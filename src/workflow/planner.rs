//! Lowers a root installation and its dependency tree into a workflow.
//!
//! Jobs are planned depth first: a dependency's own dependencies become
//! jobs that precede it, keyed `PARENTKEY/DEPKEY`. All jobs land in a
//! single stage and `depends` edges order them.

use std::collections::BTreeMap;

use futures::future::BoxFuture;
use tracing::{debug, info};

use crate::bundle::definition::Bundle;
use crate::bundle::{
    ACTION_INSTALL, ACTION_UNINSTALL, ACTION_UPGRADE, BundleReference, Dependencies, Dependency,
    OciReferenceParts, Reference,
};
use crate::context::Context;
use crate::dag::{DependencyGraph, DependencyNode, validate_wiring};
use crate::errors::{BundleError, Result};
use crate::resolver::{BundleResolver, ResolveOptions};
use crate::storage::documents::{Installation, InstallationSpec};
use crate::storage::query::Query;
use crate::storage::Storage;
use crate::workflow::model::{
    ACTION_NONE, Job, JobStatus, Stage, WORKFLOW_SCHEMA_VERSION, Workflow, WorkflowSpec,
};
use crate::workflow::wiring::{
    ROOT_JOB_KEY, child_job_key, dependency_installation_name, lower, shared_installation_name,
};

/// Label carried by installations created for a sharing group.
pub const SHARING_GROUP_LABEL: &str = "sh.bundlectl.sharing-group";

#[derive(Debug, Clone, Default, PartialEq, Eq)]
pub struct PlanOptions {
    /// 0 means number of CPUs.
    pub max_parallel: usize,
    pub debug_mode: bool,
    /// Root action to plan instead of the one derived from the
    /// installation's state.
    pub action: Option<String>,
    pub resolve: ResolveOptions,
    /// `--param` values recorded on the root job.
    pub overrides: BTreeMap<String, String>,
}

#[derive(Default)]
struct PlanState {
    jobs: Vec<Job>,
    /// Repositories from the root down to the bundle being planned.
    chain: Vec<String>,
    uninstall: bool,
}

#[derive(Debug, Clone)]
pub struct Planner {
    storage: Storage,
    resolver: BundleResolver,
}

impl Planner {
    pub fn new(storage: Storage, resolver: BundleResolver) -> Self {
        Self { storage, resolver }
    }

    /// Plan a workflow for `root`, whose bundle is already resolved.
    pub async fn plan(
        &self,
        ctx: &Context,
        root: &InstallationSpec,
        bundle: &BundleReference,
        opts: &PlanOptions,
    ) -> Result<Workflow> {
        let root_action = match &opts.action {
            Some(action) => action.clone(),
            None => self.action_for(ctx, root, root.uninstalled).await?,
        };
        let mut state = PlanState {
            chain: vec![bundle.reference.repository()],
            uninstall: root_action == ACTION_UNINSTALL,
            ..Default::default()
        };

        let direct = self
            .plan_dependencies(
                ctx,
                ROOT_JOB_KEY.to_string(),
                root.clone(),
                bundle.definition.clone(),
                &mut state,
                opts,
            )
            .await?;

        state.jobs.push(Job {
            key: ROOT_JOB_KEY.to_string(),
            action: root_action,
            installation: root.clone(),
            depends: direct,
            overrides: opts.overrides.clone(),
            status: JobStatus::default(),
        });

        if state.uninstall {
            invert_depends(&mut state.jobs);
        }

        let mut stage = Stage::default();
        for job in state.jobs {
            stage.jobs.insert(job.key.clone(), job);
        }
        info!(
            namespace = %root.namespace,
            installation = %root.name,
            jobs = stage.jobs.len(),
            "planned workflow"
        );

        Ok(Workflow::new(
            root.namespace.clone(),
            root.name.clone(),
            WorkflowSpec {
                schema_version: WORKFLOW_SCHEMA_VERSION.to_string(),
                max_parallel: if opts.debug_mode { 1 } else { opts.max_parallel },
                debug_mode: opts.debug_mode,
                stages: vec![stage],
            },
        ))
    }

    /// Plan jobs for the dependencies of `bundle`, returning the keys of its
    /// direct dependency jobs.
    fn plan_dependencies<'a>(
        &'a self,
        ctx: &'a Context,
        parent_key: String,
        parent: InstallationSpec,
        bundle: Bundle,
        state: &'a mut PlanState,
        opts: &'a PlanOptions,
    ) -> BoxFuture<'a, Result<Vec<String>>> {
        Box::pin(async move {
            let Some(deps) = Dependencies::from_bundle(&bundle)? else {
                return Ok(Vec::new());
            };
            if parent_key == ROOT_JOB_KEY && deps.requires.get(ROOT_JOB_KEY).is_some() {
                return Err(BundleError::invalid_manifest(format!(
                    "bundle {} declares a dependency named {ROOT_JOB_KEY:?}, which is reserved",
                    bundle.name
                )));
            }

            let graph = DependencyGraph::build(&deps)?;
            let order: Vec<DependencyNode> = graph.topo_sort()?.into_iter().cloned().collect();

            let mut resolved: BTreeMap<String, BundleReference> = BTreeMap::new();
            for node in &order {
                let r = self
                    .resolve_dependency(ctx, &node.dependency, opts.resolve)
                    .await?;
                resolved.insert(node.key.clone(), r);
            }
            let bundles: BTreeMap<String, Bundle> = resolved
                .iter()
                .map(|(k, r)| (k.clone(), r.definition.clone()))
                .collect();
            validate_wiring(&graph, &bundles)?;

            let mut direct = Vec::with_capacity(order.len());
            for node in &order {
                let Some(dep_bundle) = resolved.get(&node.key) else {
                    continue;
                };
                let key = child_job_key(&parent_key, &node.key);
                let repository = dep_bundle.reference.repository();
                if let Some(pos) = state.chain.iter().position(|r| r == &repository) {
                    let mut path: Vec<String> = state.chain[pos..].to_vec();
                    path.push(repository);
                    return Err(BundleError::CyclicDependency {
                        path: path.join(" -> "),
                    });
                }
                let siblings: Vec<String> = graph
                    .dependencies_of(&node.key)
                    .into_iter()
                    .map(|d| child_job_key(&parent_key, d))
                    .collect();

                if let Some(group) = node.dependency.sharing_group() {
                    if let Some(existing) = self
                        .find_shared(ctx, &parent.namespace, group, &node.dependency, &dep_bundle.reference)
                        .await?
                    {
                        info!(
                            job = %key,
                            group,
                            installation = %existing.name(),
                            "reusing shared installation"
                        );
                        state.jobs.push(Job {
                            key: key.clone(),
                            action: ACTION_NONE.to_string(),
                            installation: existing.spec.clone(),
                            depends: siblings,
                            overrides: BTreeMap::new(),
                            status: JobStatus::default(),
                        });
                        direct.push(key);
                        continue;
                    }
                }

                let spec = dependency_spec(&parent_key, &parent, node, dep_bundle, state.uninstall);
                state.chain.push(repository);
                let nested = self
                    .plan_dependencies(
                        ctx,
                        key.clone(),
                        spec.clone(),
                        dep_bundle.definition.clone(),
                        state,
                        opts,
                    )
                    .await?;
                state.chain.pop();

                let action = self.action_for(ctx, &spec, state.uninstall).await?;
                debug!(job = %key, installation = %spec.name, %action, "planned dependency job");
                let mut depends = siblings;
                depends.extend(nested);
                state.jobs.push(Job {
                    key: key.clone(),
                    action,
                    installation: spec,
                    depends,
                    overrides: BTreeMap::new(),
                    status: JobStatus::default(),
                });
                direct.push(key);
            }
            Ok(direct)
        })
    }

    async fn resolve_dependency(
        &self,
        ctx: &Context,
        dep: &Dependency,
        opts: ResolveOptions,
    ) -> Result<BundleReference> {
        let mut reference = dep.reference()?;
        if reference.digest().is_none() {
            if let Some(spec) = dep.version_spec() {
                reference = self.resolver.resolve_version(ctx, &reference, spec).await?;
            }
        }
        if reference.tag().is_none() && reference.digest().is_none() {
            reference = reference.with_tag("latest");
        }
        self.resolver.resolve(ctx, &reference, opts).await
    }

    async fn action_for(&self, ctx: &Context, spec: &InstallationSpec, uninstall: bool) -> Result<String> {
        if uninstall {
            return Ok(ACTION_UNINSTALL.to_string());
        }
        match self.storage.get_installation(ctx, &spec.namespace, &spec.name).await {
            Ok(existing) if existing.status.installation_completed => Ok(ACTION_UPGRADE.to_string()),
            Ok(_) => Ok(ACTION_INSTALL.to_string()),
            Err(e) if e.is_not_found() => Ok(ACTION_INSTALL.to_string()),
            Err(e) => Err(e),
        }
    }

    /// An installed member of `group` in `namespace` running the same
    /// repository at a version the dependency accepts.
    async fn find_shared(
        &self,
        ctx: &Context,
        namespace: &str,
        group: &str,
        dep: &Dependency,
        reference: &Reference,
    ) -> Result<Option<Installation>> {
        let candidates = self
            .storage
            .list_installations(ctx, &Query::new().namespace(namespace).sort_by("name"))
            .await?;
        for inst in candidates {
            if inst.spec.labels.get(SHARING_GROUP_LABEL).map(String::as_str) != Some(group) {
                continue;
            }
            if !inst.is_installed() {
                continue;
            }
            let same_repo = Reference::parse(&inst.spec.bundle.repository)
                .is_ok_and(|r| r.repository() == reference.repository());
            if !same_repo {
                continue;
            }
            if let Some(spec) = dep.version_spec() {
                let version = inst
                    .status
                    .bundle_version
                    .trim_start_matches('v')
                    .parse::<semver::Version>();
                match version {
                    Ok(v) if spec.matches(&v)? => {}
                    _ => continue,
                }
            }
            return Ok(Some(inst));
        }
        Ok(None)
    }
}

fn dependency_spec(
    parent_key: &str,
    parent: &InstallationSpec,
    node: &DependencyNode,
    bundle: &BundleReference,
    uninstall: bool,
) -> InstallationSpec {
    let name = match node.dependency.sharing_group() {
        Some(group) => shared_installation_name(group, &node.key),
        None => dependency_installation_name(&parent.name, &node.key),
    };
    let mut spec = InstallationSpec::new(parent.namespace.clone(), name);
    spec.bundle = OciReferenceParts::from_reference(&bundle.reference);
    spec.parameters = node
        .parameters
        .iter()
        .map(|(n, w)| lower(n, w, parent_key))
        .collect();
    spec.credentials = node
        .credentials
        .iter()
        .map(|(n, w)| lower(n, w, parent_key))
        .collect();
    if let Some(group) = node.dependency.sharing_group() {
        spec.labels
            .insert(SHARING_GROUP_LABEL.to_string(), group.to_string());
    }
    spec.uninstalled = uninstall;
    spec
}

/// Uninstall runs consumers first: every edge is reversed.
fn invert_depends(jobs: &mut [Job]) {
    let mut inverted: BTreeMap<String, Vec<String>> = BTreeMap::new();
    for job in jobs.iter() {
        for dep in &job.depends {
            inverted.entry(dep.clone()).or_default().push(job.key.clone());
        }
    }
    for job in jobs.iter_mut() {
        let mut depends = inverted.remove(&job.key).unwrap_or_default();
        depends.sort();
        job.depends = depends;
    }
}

▶ **Problem**
Scanning the data above, copy out every line where "overrides" is found.

▶ **Task response**
    pub overrides: BTreeMap<String, String>,
            overrides: opts.overrides.clone(),
                            overrides: BTreeMap::new(),
                    overrides: BTreeMap::new(),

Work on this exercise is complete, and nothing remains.